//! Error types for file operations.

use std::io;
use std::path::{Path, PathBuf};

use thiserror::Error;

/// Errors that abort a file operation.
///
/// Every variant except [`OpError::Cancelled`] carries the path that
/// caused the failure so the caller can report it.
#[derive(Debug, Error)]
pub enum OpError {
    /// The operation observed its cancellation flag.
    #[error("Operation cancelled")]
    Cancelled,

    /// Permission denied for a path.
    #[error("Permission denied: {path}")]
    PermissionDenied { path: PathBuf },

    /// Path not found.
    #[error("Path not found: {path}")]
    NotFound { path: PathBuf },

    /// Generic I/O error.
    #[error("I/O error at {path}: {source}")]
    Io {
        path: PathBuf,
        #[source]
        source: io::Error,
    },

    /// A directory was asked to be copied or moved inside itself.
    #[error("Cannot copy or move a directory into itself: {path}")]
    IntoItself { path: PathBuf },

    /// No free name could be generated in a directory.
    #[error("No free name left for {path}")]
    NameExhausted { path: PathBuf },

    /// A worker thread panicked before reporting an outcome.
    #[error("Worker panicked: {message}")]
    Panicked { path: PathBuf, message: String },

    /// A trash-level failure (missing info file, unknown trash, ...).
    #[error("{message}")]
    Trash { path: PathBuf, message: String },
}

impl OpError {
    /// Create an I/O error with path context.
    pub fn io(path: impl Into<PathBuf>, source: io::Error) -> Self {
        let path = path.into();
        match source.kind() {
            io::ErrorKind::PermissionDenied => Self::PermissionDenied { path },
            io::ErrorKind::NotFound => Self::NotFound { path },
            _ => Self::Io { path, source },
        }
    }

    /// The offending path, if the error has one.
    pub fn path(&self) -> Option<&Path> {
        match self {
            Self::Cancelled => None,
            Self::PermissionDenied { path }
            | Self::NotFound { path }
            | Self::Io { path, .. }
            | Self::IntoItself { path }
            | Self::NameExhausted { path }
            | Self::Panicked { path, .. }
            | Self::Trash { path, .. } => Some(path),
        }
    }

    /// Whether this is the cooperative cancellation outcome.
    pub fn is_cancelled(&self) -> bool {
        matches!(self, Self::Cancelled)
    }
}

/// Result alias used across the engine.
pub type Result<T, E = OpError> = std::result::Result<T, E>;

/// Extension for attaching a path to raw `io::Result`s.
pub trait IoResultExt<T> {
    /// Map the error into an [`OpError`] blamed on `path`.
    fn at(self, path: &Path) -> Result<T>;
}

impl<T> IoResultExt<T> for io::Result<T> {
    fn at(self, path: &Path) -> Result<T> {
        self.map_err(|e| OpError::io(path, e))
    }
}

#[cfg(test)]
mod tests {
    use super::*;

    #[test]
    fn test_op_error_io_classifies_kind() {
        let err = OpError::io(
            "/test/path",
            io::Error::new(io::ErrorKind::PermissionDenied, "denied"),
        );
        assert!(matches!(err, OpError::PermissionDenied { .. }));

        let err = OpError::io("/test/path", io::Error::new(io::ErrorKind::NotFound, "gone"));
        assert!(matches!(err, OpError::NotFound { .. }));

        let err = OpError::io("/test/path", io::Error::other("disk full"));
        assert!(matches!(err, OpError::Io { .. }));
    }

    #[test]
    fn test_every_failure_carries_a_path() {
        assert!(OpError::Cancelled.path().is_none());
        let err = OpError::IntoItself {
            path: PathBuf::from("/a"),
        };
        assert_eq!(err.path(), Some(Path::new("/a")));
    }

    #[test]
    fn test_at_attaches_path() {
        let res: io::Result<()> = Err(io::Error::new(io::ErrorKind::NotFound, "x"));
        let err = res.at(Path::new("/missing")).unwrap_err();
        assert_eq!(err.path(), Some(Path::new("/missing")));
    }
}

━━━━━━

## ABOUT THIS TASK:
Each line from the top of the records through the one with "in a directory." should be returned exactly. Leave out everything else.

## TASK RESULT:
//! Error types for file operations.

use std::io;
use std::path::{Path, PathBuf};

use thiserror::Error;

/// Errors that abort a file operation.
///
/// Every variant except [`OpError::Cancelled`] carries the path that
/// caused the failure so the caller can report it.
#[derive(Debug, Error)]
pub enum OpError {
    /// The operation observed its cancellation flag.
    #[error("Operation cancelled")]
    Cancelled,

    /// Permission denied for a path.
    #[error("Permission denied: {path}")]
    PermissionDenied { path: PathBuf },

    /// Path not found.
    #[error("Path not found: {path}")]
    NotFound { path: PathBuf },

    /// Generic I/O error.
    #[error("I/O error at {path}: {source}")]
    Io {
        path: PathBuf,
        #[source]
        source: io::Error,
    },

    /// A directory was asked to be copied or moved inside itself.
    #[error("Cannot copy or move a directory into itself: {path}")]
    IntoItself { path: PathBuf },

    /// No free name could be generated in a directory.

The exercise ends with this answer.